Beijing is pushing forward with its SOE reforms by combining two state-owned nuclear power producers to improve efficiency and enhance competitiveness in the global market.
CNNC completed the third phase of Pakistan's Chashma nuclear project in 2016.
CNNC completed the third phase of Pakistan's Chashma nuclear project in 2016.

China’s State Council approved the long-awaited merger between two state-owned nuclear powerhouses on Wednesday, underscoring Beijing’s ambitions to overhaul bloated state-owned enterprises (SOE) for better efficiency and more sustainable growth.

In a brief message posted on its official website, the State-owned Assets Supervision and Administration Commission (SASAC) said it had approved the consolidation of China National Nuclear Corporation (CNNC) and China Nuclear Engineering & Construction Corporation (CNEC).

CNEC, a smaller player which engages in engineering and construction of nuclear facilities, will be incorporated into CNNC, a mega corporation that oversees the country’s civilian and military nuclear programmes. The merger will be a direct transfer of assets and does not involve any funds.

The move is expected to bolster China's efforts to export its nuclear know-how internationally, including in countries covered by President Xi Jinping's Belt and Road Initiative. It has already completed one project in Pakistan, a key Belt and Road partner for China.
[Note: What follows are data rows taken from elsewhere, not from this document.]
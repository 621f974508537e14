use sea_orm::entity::prelude::*;
use serde::{Deserialize, Serialize};

/// A foreign-key edge between two columns
///
/// The column references are weak: the mutator keeps them valid by
/// rejecting or cascading deletes of the referenced columns.
#[derive(Clone, Debug, PartialEq, DeriveEntityModel, Serialize, Deserialize)]
#[sea_orm(table_name = "relationships")]
pub struct Model {
    #[sea_orm(primary_key, auto_increment = false)]
    pub id: String,
    pub project_id: String,
    pub source_table_id: String,
    pub source_column_id: String,
    pub target_table_id: String,
    pub target_column_id: String,
    pub relation_type: String, // one-to-one, one-to-many, many-to-many
    pub junction_table_id: Option<String>,
    pub created_at: ChronoDateTimeUtc,
}

#[derive(Copy, Clone, Debug, EnumIter, DeriveRelation)]
pub enum Relation {
    #[sea_orm(
        belongs_to = "super::projects::Entity",
        from = "Column::ProjectId",
        to = "super::projects::Column::Id"
    )]
    Projects,
}

impl Related<super::projects::Entity> for Entity {
    fn to() -> RelationDef {
        Relation::Projects.def()
    }
}

impl ActiveModelBehavior for ActiveModel {}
The merger will strengthen the duopoly in China’s nuclear market by putting over Rmb600 billion ($95.3 billion) of assets under CNNC's management. Its asset size will be similar to its major peer China General Nuclear Power Group (CGN), which reported total assets of Rmb635 billion as of the end of last year.

The merger is literally a re-marriage between CNNC and CNEC, which were both established during the reorganisation of China National Nuclear Corporation Group in 1999.

Going abroad

In contrast to the strategy of streamlining SOEs to enhance competition in the 1990s, Beijing started consolidating state entities in recent years amid concerns about an oversupply in certain industries, as well as to avoid internal competition in overseas markets.

A typical example was the combination of state-owned train makers CSR and CNR in 2014. They were instructed to merge shortly after the two heavyweights found themselves embroiled in a dispute over supplying locomotives overseas.

In 2012 CSR and CNR entered into a nasty bidding war for a subway contract for Argentina. The two companies ended up in a cut-throat competition and fought for the contract with ever-lower prices. While most of the other foreign firms made a bid of over $1 billion, the contract was eventually offered to CSR for $514 million.

After the incident, China’s Ministry of Railways blatantly criticised the two firms for neglecting state interest.

More firepower

As CNNC and CNEC have never embroiled in any form of direct competition, the merger is seen as strengthening CNNC’s ability to secure overseas contracts.

Unlike its rival CGN which focuses on the domestic market, CNNC has been actively pursuing overseas projects in accordance with the Belt and Road initiative.

CNNC is the only Chinese nuclear firm that has engaged in the construction of nuclear plants aboard. It has so far engaged in three overseas nuclear projects, with the latest being the No.3 reactor in Pakistan’s Chashma nuclear power plant. The project was completed in October 2016.

The nuclear merger marks China’s fifth major SOE consolidation since 2014. Besides CSR-CNR, Beijing has orchestrated the merger of Baosteel and Wuhan Iron and Steel, the merger of China National Travel Service and China International Travel Service Group, as well as creating an energy powerhouse through combining Guodian and Shenhua last year.

Following the CNNC-CNEC merger, China will have 97 state-owned enterprises directly managed by SASAC. The State Council has said earlier it plans to reduce the number to 80.